Formerly known by its provisional name “NewCo,” DPx is the corporate parent of a group of business units that is comprised of three distinct brands focused on pharmaceutical services, fine chemicals and products and proprietary technologies. These units are the result of combining DSM Pharmaceutical Products (DPP), Patheon and Banner Life Sciences. The company’s business unit structure is as follows:
Pharmaceutical services will operate under the Patheon brand name and include the commercial manufacturing (CMO) capabilities, pharmaceutical product development services (PDS) as well as Biosolutions and Biologics (Bio) businesses of DPP;
Fine chemicals, or the ES/IM and active pharmaceutical ingredients (API) businesses, which will operate under the brand name DSM Fine Chemicals; and
Proprietary products and technologies, which will operate under the Banner Life Sciences brand name.

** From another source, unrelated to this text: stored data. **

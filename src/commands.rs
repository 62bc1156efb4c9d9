//! The `estimate` command: the full raster-to-rankings pipeline.

use std::fs;

use anyhow::{Context, Result};

use crate::assemble;
use crate::cli::{Cli, EstimateArgs};
use crate::raster::RasterSurface;
use crate::render::{render_choropleth, MapStyle};
use crate::transform::{tonnes_per_week, WasteParams};
use crate::vector::PolygonLayer;
use crate::window::{union_bounds, window_for_bounds};
use crate::zonal::{zonal_stats, ZonalStat};

const GENERATED_COL: &str = "generated_tpw";
const UNCOLLECTED_COL: &str = "uncollected_tpw";

pub fn estimate(cli: &Cli, args: &EstimateArgs) -> Result<()> {
    let verbose = cli.verbose;
    let params = WasteParams { kg_per_capita_day: args.per_capita };

    // 1. Population raster.
    if verbose > 0 { eprintln!("[raster] {}", args.raster.display()); }
    let raster = RasterSurface::open(&args.raster)?;
    if verbose > 1 {
        let (rows, cols) = raster.shape();
        eprintln!("[raster] {} x {} cells, EPSG:{}, nodata {:?}",
            rows, cols, raster.epsg(), raster.nodata());
    }

    // 2. Administrative boundaries, reprojected to the raster CRS and
    // reduced to the requested tier-1 region.
    if verbose > 0 { eprintln!("[vector] {}", args.admin.display()); }
    let admin = PolygonLayer::from_shapefile(
        &args.admin,
        args.vector_epsg,
        &[&args.region_field, &args.name_field],
        &[],
    )?
    .to_crs(raster.epsg())?
    .filter_eq(&args.region_field, &args.state)?;

    anyhow::ensure!(
        !admin.is_empty(),
        "[estimate] no admin polygons where {} = {:?}",
        args.region_field,
        args.state,
    );
    if verbose > 0 {
        eprintln!("[vector] {} jurisdictions in {}", admin.len(), args.state);
    }

    // 3. Service areas, in the same CRS as the raster.
    if verbose > 0 { eprintln!("[vector] {}", args.service.display()); }
    let service = PolygonLayer::from_shapefile(
        &args.service,
        args.vector_epsg,
        &[&args.provider_field],
        &[&args.collected_field],
    )?
    .to_crs(raster.epsg())?;

    // 4. One raster window for the run, sized to both layers together. A
    // window covering only the admin bounds would truncate service areas
    // that extend past them.
    let bounds = union_bounds(&admin.total_bounds()?, &service.total_bounds()?);
    let window = window_for_bounds(raster.transform(), raster.shape(), &bounds)?;
    let (population, win_transform) = raster.read_window(&window)?;
    if verbose > 1 {
        eprintln!("[window] rows {}..{}, cols {}..{}",
            window.row_off, window.row_off + window.rows,
            window.col_off, window.col_off + window.cols);
    }

    // 5. Per-cell waste rate, invalid cells masked before any arithmetic.
    let waste_tpw = tonnes_per_week(population, raster.nodata(), &params);

    // 6. Generated waste per jurisdiction.
    let admin_zonal = zonal_stats(
        &admin.names(&args.name_field)?,
        &admin.geoms,
        &waste_tpw,
        &win_transform,
        None,
        ZonalStat::Sum,
        &args.name_field,
        GENERATED_COL,
    )?;
    let mut admin_table = assemble::attach_zonal(&admin.data, &admin_zonal, &args.name_field)?;
    warn_filled(assemble::fill_null_with_zero(&mut admin_table, GENERATED_COL)?, "jurisdictions");

    let generated = assemble::ranking(&admin_table, &args.name_field, GENERATED_COL)?;
    assemble::print_ranking(
        &format!("Generated waste by jurisdiction, {} (tonnes/week)", args.state),
        &generated,
    );

    // 7. Uncollected backlog per service provider.
    let service_zonal = zonal_stats(
        &service.names(&args.provider_field)?,
        &service.geoms,
        &waste_tpw,
        &win_transform,
        None,
        ZonalStat::Sum,
        &args.provider_field,
        GENERATED_COL,
    )?;
    let mut service_table =
        assemble::attach_zonal(&service.data, &service_zonal, &args.provider_field)?;
    warn_filled(assemble::fill_null_with_zero(&mut service_table, GENERATED_COL)?, "service areas");
    assemble::uncollected_column(
        &mut service_table,
        GENERATED_COL,
        &args.collected_field,
        UNCOLLECTED_COL,
    )?;

    let uncollected = assemble::ranking(&service_table, &args.provider_field, UNCOLLECTED_COL)?;
    println!();
    assemble::print_ranking("Uncollected waste by provider (tonnes/week)", &uncollected);

    // 8. Choropleth maps.
    fs::create_dir_all(&args.out_dir)
        .with_context(|| format!("[estimate] create dir {}", args.out_dir.display()))?;
    let annotation = format!(
        "Model: {} kg/person/day x 7 days, HRSL population grid. Negative backlogs \
         mean reported collection exceeds the model.",
        args.per_capita,
    );

    let generated_map = args.out_dir.join("generated_waste.svg");
    render_choropleth(
        &generated_map,
        &admin.geoms,
        &admin_table,
        GENERATED_COL,
        &MapStyle::new(
            format!("Generated waste, {} (tonnes/week)", args.state),
            annotation.clone(),
        ),
    )?;
    if verbose > 0 { eprintln!("[render] {}", generated_map.display()); }

    let uncollected_map = args.out_dir.join("uncollected_waste.svg");
    render_choropleth(
        &uncollected_map,
        &service.geoms,
        &service_table,
        UNCOLLECTED_COL,
        &MapStyle::new("Uncollected waste by provider (tonnes/week)", annotation),
    )?;
    if verbose > 0 { eprintln!("[render] {}", uncollected_map.display()); }

    Ok(())
}

fn warn_filled(filled: usize, what: &str) {
    if filled > 0 {
        eprintln!("[estimate] {} {} cover no valid cells; treating as 0 generated", filled, what);
    }
}
//! Per-cell conversion of population counts into waste generation rates.
//!
//! The chain is a pipeline of named steps so each is testable on its own:
//! mask invalid cells, scale by the per-capita daily rate, convert days to
//! weeks, convert kilograms to tonnes. Masking must run first: invalid
//! cells become NaN and propagate through the arithmetic untouched.

use ndarray::Array2;

/// Modeled household waste generation, kg per person per day.
pub const DEFAULT_KG_PER_CAPITA_DAY: f64 = 0.79;

const DAYS_PER_WEEK: f64 = 7.0;
const KG_PER_TONNE: f64 = 1000.0;

/// Parameters of the waste model.
#[derive(Debug, Clone, Copy)]
pub struct WasteParams {
    pub kg_per_capita_day: f64,
}

impl Default for WasteParams {
    fn default() -> Self {
        Self { kg_per_capita_day: DEFAULT_KG_PER_CAPITA_DAY }
    }
}

/// Mark negative and no-data cells as NaN so aggregation skips them
/// instead of treating them as zero population.
pub fn mask_invalid(mut population: Array2<f64>, nodata: Option<f64>) -> Array2<f64> {
    population.mapv_inplace(|v| {
        let is_nodata = nodata.map_or(false, |nd| v == nd);
        if v < 0.0 || is_nodata { f64::NAN } else { v }
    });
    population
}

/// Population -> kg of waste per day.
pub fn per_capita_daily(population: Array2<f64>, kg_per_capita_day: f64) -> Array2<f64> {
    population * kg_per_capita_day
}

/// kg per day -> kg per week.
pub fn daily_to_weekly(kg_per_day: Array2<f64>) -> Array2<f64> {
    kg_per_day * DAYS_PER_WEEK
}

/// kg -> tonnes.
pub fn kg_to_tonnes(kg: Array2<f64>) -> Array2<f64> {
    kg / KG_PER_TONNE
}

/// Full chain: population counts to tonnes of waste per week per cell,
/// with invalid cells masked to NaN.
pub fn tonnes_per_week(
    population: Array2<f64>,
    nodata: Option<f64>,
    params: &WasteParams,
) -> Array2<f64> {
    kg_to_tonnes(daily_to_weekly(per_capita_daily(
        mask_invalid(population, nodata),
        params.kg_per_capita_day,
    )))
}

#[cfg(test)]
mod tests {
    use super::*;
    use ndarray::array;

    #[test]
    fn reference_block_matches_expected_rates() {
        // 10, 20, nodata, 30 people @ 0.79 kg/day
        let pop = array![[10.0, 20.0], [-1.0, 30.0]];
        let out = tonnes_per_week(pop, Some(-1.0), &WasteParams::default());

        assert!((out[[0, 0]] - 0.0553).abs() < 1e-4);
        assert!((out[[0, 1]] - 0.1106).abs() < 1e-4);
        assert!(out[[1, 0]].is_nan());
        assert!((out[[1, 1]] - 0.1659).abs() < 1e-4);
    }

    #[test]
    fn masking_happens_before_scaling() {
        // A negative cell must come out NaN, not as a scaled negative.
        let out = tonnes_per_week(array![[-5.0]], None, &WasteParams::default());
        assert!(out[[0, 0]].is_nan());
    }

    #[test]
    fn nodata_sentinel_is_masked_even_when_positive() {
        let out = tonnes_per_week(array![[99.0, 1.0]], Some(99.0), &WasteParams::default());
        assert!(out[[0, 0]].is_nan());
        assert!(out[[0, 1]].is_finite());
    }

    #[test]
    fn transform_is_monotonic_in_valid_cells() {
        let params = WasteParams::default();
        let lo = tonnes_per_week(array![[10.0]], None, &params)[[0, 0]];
        let hi = tonnes_per_week(array![[10.1]], None, &params)[[0, 0]];
        assert!(hi > lo);
    }

    #[test]
    fn zero_population_yields_zero_not_invalid() {
        let out = tonnes_per_week(array![[0.0]], Some(-1.0), &WasteParams::default());
        assert_eq!(out[[0, 0]], 0.0);
    }
}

Patheon is the industry’s end-to-end supplier providing an integrated supply chain model to customers. Patheon delivers a full spectrum of pharmaceutical development and manufacturing services ranging from active pharmaceutical ingredients (API), Biologics and Biosolutions, as well as pharmaceutical product development services (PDS) and commercial manufacturing (CMO) capabilities. Additionally, DSM Fine Chemicals will handle complicated APIs and finished dosage forms for customers while Banner Life Sciences will offer its own proprietary and nutraceutical products to the market.

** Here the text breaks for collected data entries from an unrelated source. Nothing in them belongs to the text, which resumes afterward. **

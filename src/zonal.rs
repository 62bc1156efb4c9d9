//! Zonal statistics: aggregate raster cell values over polygon footprints.
//!
//! Footprints are rasterized with an even-odd scanline at cell-center rows
//! and a half-open cell-center rule along x, so a cell contributes to a
//! polygon exactly when its center falls inside the footprint. NaN cells
//! and the no-data sentinel are excluded from every aggregate.

use anyhow::{ensure, Result};
use geo::{BoundingRect, MultiPolygon};
use ndarray::Array2;
use polars::frame::DataFrame;
use polars::prelude::Column;

use crate::raster::GeoTransform;

/// The summary statistic computed per polygon.
#[derive(Debug, Clone, Copy, PartialEq, Eq)]
pub enum ZonalStat {
    Sum,
    Count,
    Mean,
    Min,
    Max,
}

/// Running aggregate over the valid cells covered by one polygon.
#[derive(Debug, Clone, Copy)]
struct Accumulator {
    sum: f64,
    count: u64,
    min: f64,
    max: f64,
}

impl Accumulator {
    fn new() -> Self {
        Self { sum: 0.0, count: 0, min: f64::INFINITY, max: f64::NEG_INFINITY }
    }

    fn push(&mut self, value: f64) {
        self.sum += value;
        self.count += 1;
        self.min = self.min.min(value);
        self.max = self.max.max(value);
    }

    /// A polygon covering zero valid cells reports null for value
    /// statistics and 0 for count.
    fn finish(&self, stat: ZonalStat) -> Option<f64> {
        match stat {
            ZonalStat::Count => Some(self.count as f64),
            _ if self.count == 0 => None,
            ZonalStat::Sum => Some(self.sum),
            ZonalStat::Mean => Some(self.sum / self.count as f64),
            ZonalStat::Min => Some(self.min),
            ZonalStat::Max => Some(self.max),
        }
    }
}

/// Compute one statistic per polygon over `values`, returning a frame with
/// one row per polygon in input order: `key_col` (polygon name) and
/// `out_col` (the statistic, null where the polygon covers no valid cell).
pub fn zonal_stats(
    names: &[String],
    geoms: &[MultiPolygon<f64>],
    values: &Array2<f64>,
    transform: &GeoTransform,
    nodata: Option<f64>,
    stat: ZonalStat,
    key_col: &str,
    out_col: &str,
) -> Result<DataFrame> {
    ensure!(
        names.len() == geoms.len(),
        "[zonal] {} names for {} geometries",
        names.len(),
        geoms.len(),
    );

    let stats = geoms.iter()
        .map(|geom| {
            let mut acc = Accumulator::new();
            for_covered_cells(geom, values, transform, |value| {
                let is_nodata = nodata.map_or(false, |nd| value == nd);
                if value.is_finite() && !is_nodata {
                    acc.push(value);
                }
            });
            acc.finish(stat)
        })
        .collect::<Vec<_>>();

    Ok(DataFrame::new(vec![
        Column::new(key_col.into(), names),
        Column::new(out_col.into(), stats),
    ])?)
}

/// Visit the value of every cell whose center lies inside `geom`.
fn for_covered_cells(
    geom: &MultiPolygon<f64>,
    values: &Array2<f64>,
    transform: &GeoTransform,
    mut visit: impl FnMut(f64),
) {
    let (rows, cols) = values.dim();
    let mut crossings: Vec<f64> = Vec::new();

    // Disjoint parts toggle independently, but their hole rings must stay
    // grouped with their own exterior, so scan per part.
    for polygon in &geom.0 {
        let Some(bounds) = polygon.bounding_rect() else { continue };

        // Rows whose centers can fall inside the part's y-range.
        let (_, row_top) = transform.index(bounds.min().x, bounds.max().y);
        let (_, row_bot) = transform.index(bounds.min().x, bounds.min().y);
        let row_start = row_top.floor().max(0.0) as usize;
        let row_end = (row_bot.ceil().max(0.0) as usize).min(rows);

        for row in row_start..row_end {
            let center_y = transform.origin_y + (row as f64 + 0.5) * transform.pixel_height;

            crossings.clear();
            ring_crossings(polygon.exterior(), center_y, &mut crossings);
            for interior in polygon.interiors() {
                ring_crossings(interior, center_y, &mut crossings);
            }
            crossings.sort_by(|a, b| a.total_cmp(b));

            // Even-odd rule: each sorted pair spans an interior run.
            for span in crossings.chunks_exact(2) {
                let (x0, x1) = (span[0], span[1]);

                // Columns whose centers satisfy x0 <= cx < x1.
                let col_start =
                    ((x0 - transform.origin_x) / transform.pixel_width - 0.5).ceil().max(0.0);
                let col_end =
                    ((x1 - transform.origin_x) / transform.pixel_width - 0.5).ceil().max(0.0);

                let col_start = col_start as usize;
                let col_end = (col_end as usize).min(cols);
                for col in col_start..col_end {
                    visit(values[[row, col]]);
                }
            }
        }
    }
}

/// Even-odd x-crossings of a ring with the horizontal line at `y`.
/// Horizontal edges never satisfy the half-open test and are skipped.
fn ring_crossings(ring: &geo::LineString<f64>, y: f64, out: &mut Vec<f64>) {
    for edge in ring.0.windows(2) {
        let (p, q) = (edge[0], edge[1]);
        if (p.y > y) != (q.y > y) {
            out.push(p.x + (y - p.y) * (q.x - p.x) / (q.y - p.y));
        }
    }
}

“This is an exciting day for our customers and employees. We believe that combining the capabilities and experience of both Patheon and DPP immediately positions us as the pharmaceutical industry’s partner of choice,” said Jim Mullen, CEO of DPx. “Today we are better positioned to add scale, new value chain capabilities and technologies, as well as expand our end-to-end service offerings to our customers as a global, comprehensive solution provider to the industry.”
DPx’s 2014 sales are anticipated to be about USD $2 billion (pro-forma). The structure is organized around the customer’s needs and operational efficiency.

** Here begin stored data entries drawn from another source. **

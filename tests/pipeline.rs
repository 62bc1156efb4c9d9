// End-to-end pipeline over synthetic data: windowed read, cell transform,
// zonal aggregation, assembly, and the reporting invariants.

use geo::{polygon, MultiPolygon};
use ndarray::Array2;
use polars::frame::DataFrame;
use polars::prelude::Column;

use wasteshed::assemble;
use wasteshed::transform::{tonnes_per_week, WasteParams};
use wasteshed::vector::PolygonLayer;
use wasteshed::window::{union_bounds, window_for_bounds};
use wasteshed::zonal::{zonal_stats, ZonalStat};
use wasteshed::{GeoTransform, RasterSurface};

const NODATA: f64 = -1.0;

fn rect(x0: f64, y0: f64, x1: f64, y1: f64) -> MultiPolygon<f64> {
    MultiPolygon(vec![polygon![
        (x: x0, y: y0),
        (x: x1, y: y0),
        (x: x1, y: y1),
        (x: x0, y: y1),
        (x: x0, y: y0),
    ]])
}

/// 6x6 population raster, origin top-left (0, 6), 1-unit cells, with one
/// no-data hole.
fn population_surface() -> RasterSurface {
    let mut band = Array2::from_shape_fn((6, 6), |(r, c)| (r * 6 + c) as f64 + 1.0);
    band[[2, 3]] = NODATA;
    let transform =
        GeoTransform { origin_x: 0.0, origin_y: 6.0, pixel_width: 1.0, pixel_height: -1.0 };
    RasterSurface::from_parts(band, transform, Some(NODATA), 4326)
}

fn admin_layer() -> PolygonLayer {
    let data = DataFrame::new(vec![
        Column::new("region".into(), vec!["Lagos", "Lagos", "Lagos", "Ogun"]),
        Column::new("lga".into(), vec!["West", "Mid", "East", "Elsewhere"]),
    ])
    .unwrap();
    PolygonLayer::from_parts(
        vec![
            rect(0.0, 0.0, 2.0, 6.0),
            rect(2.0, 0.0, 4.0, 6.0),
            rect(4.0, 0.0, 6.0, 6.0),
            rect(20.0, 20.0, 24.0, 24.0),
        ],
        data,
        4326,
    )
    .unwrap()
}

fn service_layer() -> PolygonLayer {
    let data = DataFrame::new(vec![
        Column::new("provider".into(), vec!["North Co", "South Co"]),
        Column::new("collected".into(), vec![0.3, 0.8]),
    ])
    .unwrap();
    PolygonLayer::from_parts(
        vec![rect(0.0, 3.0, 6.0, 6.0), rect(0.0, 0.0, 6.0, 3.0)],
        data,
        4326,
    )
    .unwrap()
}

#[test]
fn generated_totals_conserve_the_masked_raster_sum() {
    let raster = population_surface();
    let admin = admin_layer().filter_eq("region", "Lagos").unwrap();

    let bounds = admin.total_bounds().unwrap();
    let window = window_for_bounds(raster.transform(), raster.shape(), &bounds).unwrap();
    let (population, win_transform) = raster.read_window(&window).unwrap();

    let params = WasteParams::default();
    let waste = tonnes_per_week(population, raster.nodata(), &params);
    let valid_total: f64 = waste.iter().filter(|v| v.is_finite()).sum();

    let zonal = zonal_stats(
        &admin.names("lga").unwrap(),
        &admin.geoms,
        &waste,
        &win_transform,
        None,
        ZonalStat::Sum,
        "lga",
        "generated_tpw",
    )
    .unwrap();

    let table = assemble::attach_zonal(&admin.data, &zonal, "lga").unwrap();
    let sums = table.column("generated_tpw").unwrap().f64().unwrap();
    let partition_total: f64 = sums.into_iter().flatten().sum();

    // The three jurisdictions partition the raster, so their zonal sums
    // must conserve the masked cell total.
    assert!((partition_total - valid_total).abs() < 1e-9);

    // And the per-cell model is what lands in each zone: West covers the
    // two left columns.
    let west_pop: f64 = (0..6).map(|r| (r * 6 + 1) as f64 + (r * 6 + 2) as f64).sum();
    let expected_west = west_pop * params.kg_per_capita_day * 7.0 / 1000.0;
    assert!((sums.get(0).unwrap() - expected_west).abs() < 1e-9);
}

#[test]
fn uncollected_ranking_is_descending_and_unclamped() {
    let raster = population_surface();
    let service = service_layer();

    let bounds = service.total_bounds().unwrap();
    let window = window_for_bounds(raster.transform(), raster.shape(), &bounds).unwrap();
    let (population, win_transform) = raster.read_window(&window).unwrap();
    let waste = tonnes_per_week(population, raster.nodata(), &WasteParams::default());

    let zonal = zonal_stats(
        &service.names("provider").unwrap(),
        &service.geoms,
        &waste,
        &win_transform,
        None,
        ZonalStat::Sum,
        "provider",
        "generated_tpw",
    )
    .unwrap();

    let mut table = assemble::attach_zonal(&service.data, &zonal, "provider").unwrap();
    assert_eq!(assemble::fill_null_with_zero(&mut table, "generated_tpw").unwrap(), 0);
    assemble::uncollected_column(&mut table, "generated_tpw", "collected", "uncollected_tpw")
        .unwrap();

    let ranking = assemble::ranking(&table, "provider", "uncollected_tpw").unwrap();
    assert_eq!(ranking.len(), 2);
    for pair in ranking.windows(2) {
        assert!(pair[0].1 >= pair[1].1);
    }

    // South Co covers the heavier rows but reports more collection; the
    // backlog difference must reflect generated - collected exactly.
    let gen = table.column("generated_tpw").unwrap().f64().unwrap();
    let unc = table.column("uncollected_tpw").unwrap().f64().unwrap();
    assert!((unc.get(0).unwrap() - (gen.get(0).unwrap() - 0.3)).abs() < 1e-12);
    assert!((unc.get(1).unwrap() - (gen.get(1).unwrap() - 0.8)).abs() < 1e-12);
}

#[test]
fn zonal_values_attach_by_key_even_when_reordered() {
    let raster = population_surface();
    let admin = admin_layer().filter_eq("region", "Lagos").unwrap();

    let bounds = admin.total_bounds().unwrap();
    let window = window_for_bounds(raster.transform(), raster.shape(), &bounds).unwrap();
    let (population, win_transform) = raster.read_window(&window).unwrap();
    let waste = tonnes_per_week(population, raster.nodata(), &WasteParams::default());

    let zonal = zonal_stats(
        &admin.names("lga").unwrap(),
        &admin.geoms,
        &waste,
        &win_transform,
        None,
        ZonalStat::Sum,
        "lga",
        "generated_tpw",
    )
    .unwrap();

    // Reverse the zonal frame's rows; a positional join would misassign
    // every value, a key join must not.
    let reversed = zonal.reverse();
    let straight = assemble::attach_zonal(&admin.data, &zonal, "lga").unwrap();
    let shuffled = assemble::attach_zonal(&admin.data, &reversed, "lga").unwrap();

    let a = straight.column("generated_tpw").unwrap().f64().unwrap();
    let b = shuffled.column("generated_tpw").unwrap().f64().unwrap();
    for i in 0..admin.len() {
        assert_eq!(a.get(i), b.get(i));
    }
}

#[test]
fn shared_window_covers_service_areas_beyond_admin_bounds() {
    let raster = population_surface();

    // Admin reduced to the western strip while the providers between them
    // span the whole grid: the read window must be sized to both layers,
    // or every cell east of x = 2 silently drops out of the provider sums.
    let data = DataFrame::new(vec![Column::new("lga".into(), vec!["West"])]).unwrap();
    let admin = PolygonLayer::from_parts(vec![rect(0.0, 0.0, 2.0, 6.0)], data, 4326).unwrap();
    let service = service_layer();

    let bounds = union_bounds(&admin.total_bounds().unwrap(), &service.total_bounds().unwrap());
    let window = window_for_bounds(raster.transform(), raster.shape(), &bounds).unwrap();
    assert_eq!((window.rows, window.cols), raster.shape());

    let (population, win_transform) = raster.read_window(&window).unwrap();
    let params = WasteParams::default();
    let waste = tonnes_per_week(population, raster.nodata(), &params);

    let zonal = zonal_stats(
        &service.names("provider").unwrap(),
        &service.geoms,
        &waste,
        &win_transform,
        None,
        ZonalStat::Sum,
        "provider",
        "generated_tpw",
    )
    .unwrap();

    // Both providers together tile the raster, so their sums must equal
    // the full masked footprint total, not the part under the admin bbox.
    let full_pop: f64 = (1..=36).map(f64::from).filter(|v| *v != 16.0).sum();
    let expected = full_pop * params.kg_per_capita_day * 7.0 / 1000.0;
    let sums = zonal.column("generated_tpw").unwrap().f64().unwrap();
    let total: f64 = sums.into_iter().flatten().sum();
    assert!((total - expected).abs() < 1e-9);
}

#[test]
fn study_area_outside_raster_fails_loudly() {
    let raster = population_surface();
    let admin = admin_layer().filter_eq("region", "Ogun").unwrap();

    let bounds = admin.total_bounds().unwrap();
    assert!(window_for_bounds(raster.transform(), raster.shape(), &bounds).is_err());
}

“We are thrilled to announce the close of this landmark deal,” said Paul S. Levy, Managing Director of JLL Partners. “It is the result of much hard work and strategic foresight and is a demonstration of how we increase value through investment in growth and market positioning.”
“We are eager to build on the strong reputation each of our businesses has with existing customers,” said Stefan Doboczky, DPx board member and member of the DSM Managing Board. “We understand companies are seeking collaborative relationships with their suppliers, and we are truly committed to helping them navigate the challenges posed by the ever-changing nature of the healthcare marketplace.”